I watch the numbers increase in Illinois with cases reaching over half a million as reported by the Illinois Department of Public Health. I grimace at the thought of the upcoming Stay-At-Home advisory for the city of Chicago, my daughters’ restless nights, and keeping up with my many school assignments. My fatigue continues to grow and I know  I am not alone. The Institute For Women’s Policy Research reports that there are 3.8 million college students that are rearing children while in college with over 70% being women. Being so physically isolated had started to make me feel a little socially isolated and too pessimistic about my situation.
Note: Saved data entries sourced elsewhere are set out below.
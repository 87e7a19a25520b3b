//! # Agentry Core
//!
//! Domain types, traits, and error definitions for the Agentry agent
//! execution engine. This crate has **zero framework dependencies**: it
//! defines the domain model that all other crates implement against.
//!
//! ## Design
//!
//! Every seam is a trait here (`Provider`, `Tool`, `ChatStore`,
//! `SubAgentRunner`). Implementations live in their respective crates, so
//! backends can be swapped via configuration and replaced by mocks in tests.

pub mod error;
pub mod message;
pub mod provider;
pub mod tool;
pub mod memory;
pub mod store;
pub mod turn;
pub mod event;

// Re-export key types at crate root for ergonomics
pub use error::{Error, Result};
pub use message::{
    ConversationKind, ConversationRecord, ConversationStatus, Message, MessageRecord, MessageState,
    Role,
};
pub use provider::{Provider, ProviderRequest, ProviderResponse, StreamChunk};
pub use tool::{SubAgentRunner, Tool, ToolCallRecord, ToolContext, ToolParams, ToolRegistry, ToolState};
pub use memory::{MemoryEntry, MemoryFilter, MemoryKind};
pub use store::ChatStore;
pub use turn::{TurnRequest, TurnResult};
pub use event::{DomainEvent, EventBus};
I decided to follow the World Health Organization’s (WHO) guidance about pandemic fatigue and both acknowledge and address the profound impact the pandemic has had on my life, in addition to doing things that make me happy while still practicing safe social distancing habits. 
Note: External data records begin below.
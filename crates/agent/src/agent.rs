//! The orchestration loop.
//!
//! One turn runs rounds until the model answers without a tool call or the
//! round limit is reached:
//!
//! ```text
//! round += 1
//!   (round 1) acquire or create the conversation, create or resume the message
//!   build system + user prompts (concurrently)
//!   stream the completion into the round text
//!   resolve the round: final answer → persist, done
//!                      tool call    → run it, splice the result, persist the
//!                                     process log, remember it, next round
//! ```
//!
//! Every step checks that the context is still running, so a stop request
//! takes effect at the next step boundary even if it lands between rounds.

use std::panic::AssertUnwindSafe;
use std::sync::Arc;

use agentry_core::error::{Error, Result, StoreError, TurnError, panic_message};
use agentry_core::event::DomainEvent;
use agentry_core::message::{ConversationStatus, MessageState, MessageUpdate, NewConversation, NewMessage};
use agentry_core::tool::{ToolCallRecord, ToolRegistry, ToolState};
use chrono::Utc;
use futures::FutureExt;
use tracing::{debug, info, trace, warn};

use crate::context::RequestContext;
use crate::engine::{ChildRunner, Engine};
use crate::invoker::CompletionInvoker;
use crate::persona::Persona;
use crate::protocol::{self, CLOSING_TAG};
use crate::stream_event::{EventPayload, RunStatus, WorkflowData};

/// A persona bound to a model, its tools and its round limit.
pub struct Agent {
    persona: Persona,
    tools: ToolRegistry,
    max_round: u32,
    invoker: CompletionInvoker,
}

impl Agent {
    pub fn new(persona: Persona, tools: ToolRegistry, max_round: u32, invoker: CompletionInvoker) -> Self {
        Self {
            persona,
            tools,
            max_round: max_round.max(1),
            invoker,
        }
    }

    pub fn persona(&self) -> Persona {
        self.persona
    }

    pub fn max_round(&self) -> u32 {
        self.max_round
    }

    pub fn tools(&self) -> &ToolRegistry {
        &self.tools
    }

    /// Run a whole turn and report its outcome on the context's output.
    ///
    /// Does not clean up; the caller does that once the turn is over,
    /// whatever the outcome. A panic inside the loop fails the turn instead
    /// of unwinding past that cleanup.
    pub async fn run(&self, engine: &Engine, ctx: &Arc<RequestContext>) -> Result<String> {
        let outcome = AssertUnwindSafe(self.process(engine, ctx))
            .catch_unwind()
            .await
            .unwrap_or_else(|panic| Err(Error::Internal(format!("turn panicked: {}", panic_message(&*panic)))));
        match outcome {
            Ok(answer) => {
                ctx.emit(EventPayload::WorkflowFinished {
                    data: WorkflowData {
                        status: RunStatus::Succeeded,
                    },
                });
                engine.events().publish(DomainEvent::TurnFinished {
                    conversation_id: ctx.conversation_id(),
                    message_id: ctx.message_id(),
                    status: MessageState::Success,
                    rounds: ctx.round(),
                    timestamp: Utc::now(),
                });
                info!(
                    agent = %self.persona,
                    message_id = %ctx.message_id(),
                    rounds = ctx.round(),
                    "Turn succeeded"
                );
                Ok(answer)
            }
            Err(e) => {
                self.process_error(engine, ctx, &e).await;
                Err(e)
            }
        }
    }

    async fn process(&self, engine: &Engine, ctx: &Arc<RequestContext>) -> Result<String> {
        loop {
            let round = ctx.next_round();
            debug!(agent = %self.persona, round, max_round = self.max_round, "Starting round");

            if round == 1 {
                self.init_conversation(engine, ctx).await?;
                self.init_message(engine, ctx).await?;
            }

            let (system, user) = tokio::try_join!(self.system_prompt(ctx), self.user_prompt(engine, ctx))?;
            trace!(agent = %self.persona, round, %system, %user, "Prompts built");

            self.complete(ctx, &system, &user).await?;
            ctx.ensure_running()?;

            let runner = ChildRunner::new(engine.clone(), ctx.clone());
            let record =
                protocol::resolve_tool_call(ctx, &self.tools, self.max_round, &runner, engine.events()).await;
            ctx.ensure_running()?;

            if record.output {
                return self.finish(engine, ctx).await;
            }
            self.commit_tool_round(engine, ctx, &record).await?;
        }
    }

    /// Create the conversation, or take the busy lock of an existing one.
    async fn init_conversation(&self, engine: &Engine, ctx: &RequestContext) -> Result<()> {
        ctx.ensure_running()?;
        let store = engine.store();

        let conversation_id = if ctx.is_first_message() {
            let conversation = store
                .create_conversation(NewConversation {
                    user_id: ctx.user_id().to_string(),
                    title: ctx.title().to_string(),
                    kind: ctx.kind(),
                })
                .await?;
            debug!(conversation_id = %conversation.id, kind = ctx.kind().as_str(), "Created conversation");
            conversation.id
        } else {
            let id = ctx.conversation_id();
            let conversation = store.get_conversation(&id).await?.ok_or_else(|| StoreError::NotFound {
                kind: "conversation",
                id: id.clone(),
            })?;
            if conversation.user_id != ctx.user_id() {
                return Err(TurnError::Forbidden(format!("conversation {id}")).into());
            }
            match conversation.status {
                ConversationStatus::Disabled => return Err(TurnError::ConversationDisabled(id).into()),
                ConversationStatus::Busy => return Err(TurnError::ConversationBusy(id).into()),
                ConversationStatus::Normal => {}
            }
            if !store
                .transition_conversation(&id, ConversationStatus::Normal, ConversationStatus::Busy)
                .await?
            {
                return Err(TurnError::ConversationBusy(id).into());
            }
            id
        };

        ctx.bind_conversation(&conversation_id);
        Ok(())
    }

    /// Create the message, or resume the one being regenerated.
    async fn init_message(&self, engine: &Engine, ctx: &Arc<RequestContext>) -> Result<()> {
        ctx.ensure_running()?;
        let store = engine.store();
        let conversation_id = ctx.conversation_id();

        let existing = match ctx.requested_message() {
            Some(id) => Some(store.get_message(id).await?.ok_or_else(|| StoreError::NotFound {
                kind: "message",
                id: id.to_string(),
            })?),
            None => None,
        };

        let (message_id, created_at) = match existing {
            Some(message) => {
                if message.conversation_id != conversation_id {
                    return Err(TurnError::Forbidden(format!("message {}", message.id)).into());
                }
                ctx.replay(message.query, message.inputs);
                store
                    .update_message(
                        &message.id,
                        MessageUpdate {
                            process: Some(String::new()),
                            answer: Some(String::new()),
                            status: Some(MessageState::Running),
                        },
                    )
                    .await?;
                debug!(message_id = %message.id, "Regenerating message");
                (message.id, message.created_at)
            }
            None => {
                let message = store
                    .create_message(NewMessage {
                        conversation_id: conversation_id.clone(),
                        agent: self.persona.name().to_string(),
                        inputs: ctx.inputs(),
                        query: ctx.query(),
                    })
                    .await?;
                (message.id, message.created_at)
            }
        };

        ctx.bind_message(&message_id, created_at);
        engine.live().insert(&message_id, ctx.clone());

        engine.events().publish(DomainEvent::TurnStarted {
            conversation_id: conversation_id.clone(),
            message_id: message_id.clone(),
            agent: self.persona.name().to_string(),
            timestamp: Utc::now(),
        });
        ctx.emit(EventPayload::WorkflowStarted);
        info!(
            agent = %self.persona,
            conversation_id = %conversation_id,
            message_id = %message_id,
            "Turn started"
        );
        Ok(())
    }

    async fn system_prompt(&self, ctx: &RequestContext) -> Result<String> {
        ctx.ensure_running()?;
        Ok(self.persona.system_prompt(&self.tools))
    }

    async fn user_prompt(&self, engine: &Engine, ctx: &RequestContext) -> Result<String> {
        ctx.ensure_running()?;
        Ok(self.persona.user_prompt(engine.store(), ctx, self.max_round).await?)
    }

    async fn complete(&self, ctx: &RequestContext, system: &str, user: &str) -> Result<()> {
        ctx.ensure_running()?;
        self.invoker
            .complete(system, user, ctx.cancel_token(), |text| {
                ctx.append_round_text(text);
                ctx.emit(EventPayload::Message {
                    answer: text.to_string(),
                });
            })
            .await?;
        trace!(agent = %self.persona, output = %ctx.round_text(), "Completion received");
        Ok(())
    }

    /// Splice the tool result into the round, persist the process log and
    /// remember a successful call.
    async fn commit_tool_round(&self, engine: &Engine, ctx: &RequestContext, record: &ToolCallRecord) -> Result<()> {
        let block = protocol::result_block(record);
        if let Some(spliced) = protocol::splice_result(&ctx.round_text(), &block) {
            ctx.emit(EventPayload::MessageReplace {
                answer_replace: CLOSING_TAG.to_string(),
                answer: format!("{block}\n{CLOSING_TAG}"),
            });
            ctx.set_round_text(spliced);
        }

        let process = ctx.commit_round();
        engine
            .store()
            .update_message(
                &ctx.message_id(),
                MessageUpdate {
                    process: Some(process),
                    ..Default::default()
                },
            )
            .await?;

        if record.state == ToolState::Success {
            protocol::save_tool_call_memory(ctx, &self.tools, engine.store()).await?;
        }
        Ok(())
    }

    async fn finish(&self, engine: &Engine, ctx: &RequestContext) -> Result<String> {
        let answer = ctx.round_text();
        engine
            .store()
            .update_message(
                &ctx.message_id(),
                MessageUpdate {
                    answer: Some(answer.clone()),
                    status: Some(MessageState::Success),
                    ..Default::default()
                },
            )
            .await?;

        // a stop that raced the final write wins
        if !ctx.finish(MessageState::Success) {
            return Err(TurnError::NotRunning.into());
        }
        Ok(answer)
    }

    async fn process_error(&self, engine: &Engine, ctx: &RequestContext, error: &Error) {
        ctx.finish(MessageState::Failed);
        let state = ctx.state();
        let message_id = ctx.message_id();

        if message_id.is_empty() {
            debug!(agent = %self.persona, error = %error, "Turn rejected before a message existed");
            ctx.emit(EventPayload::Error {
                message: format!("Turn failed: {error}"),
            });
            return;
        }

        if let Err(e) = engine
            .store()
            .update_message(
                &message_id,
                MessageUpdate {
                    answer: Some(ctx.round_text()),
                    status: Some(state),
                    ..Default::default()
                },
            )
            .await
        {
            warn!(message_id = %message_id, error = %e, "Failed to persist the outcome of a turn");
        }

        if state == MessageState::Stopped {
            info!(agent = %self.persona, message_id = %message_id, "Turn stopped");
            ctx.emit(EventPayload::WorkflowFinished {
                data: WorkflowData {
                    status: RunStatus::Stopped,
                },
            });
            engine.events().publish(DomainEvent::TurnFinished {
                conversation_id: ctx.conversation_id(),
                message_id,
                status: MessageState::Stopped,
                rounds: ctx.round(),
                timestamp: Utc::now(),
            });
        } else {
            warn!(agent = %self.persona, message_id = %message_id, error = %error, "Turn failed");
            ctx.emit(EventPayload::Error {
                message: format!("Turn failed: {error}"),
            });
            engine.events().publish(DomainEvent::TurnFailed {
                conversation_id: ctx.conversation_id(),
                message_id,
                error_message: error.to_string(),
                timestamp: Utc::now(),
            });
        }
    }
}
I joined some social groups at NEIU and started asking other NEIU parents how they are coping. I was pleasantly surprised by the optimism held by most students.  Graduate student Amanda Sanchez, parent of one school aged child and an essential worker, acknowledged that dealing with COVID19 has been difficult, especially trying to stay vigilant about adhering to safety procedures. She said, “We try to maintain calm and positive as much as we can.” Sanchez also enjoyed taking her classes online since it gives her the flexibility to complete her assignments on her schedule. When it came to relieving stress, she was an advocate of open communication and getting outside (with masks) to get some fresh air and spend quality time with her daughter. Sanchez’ positive sentiments echoed those of a graduate student, part-time worker and mother of two with one on the way, Luci Groters. She tried to safely spend time outside at places like the Botanic Gardens and forest preserves. To keep optimistic, Groters said her family comes together in faith. “We read the bible and pray for America, especially we pray for the pandemic to pass soon.”

The year is not over and it appears that we will be dealing with pandemic and pandemic fatigue for quite some time. But if this time period has taught me anything, it’s to treasure the sweet moments in life; my new found support system, the love of my family and the sweet sound of my mother’s voice on Facetime. After all, this too shall pass.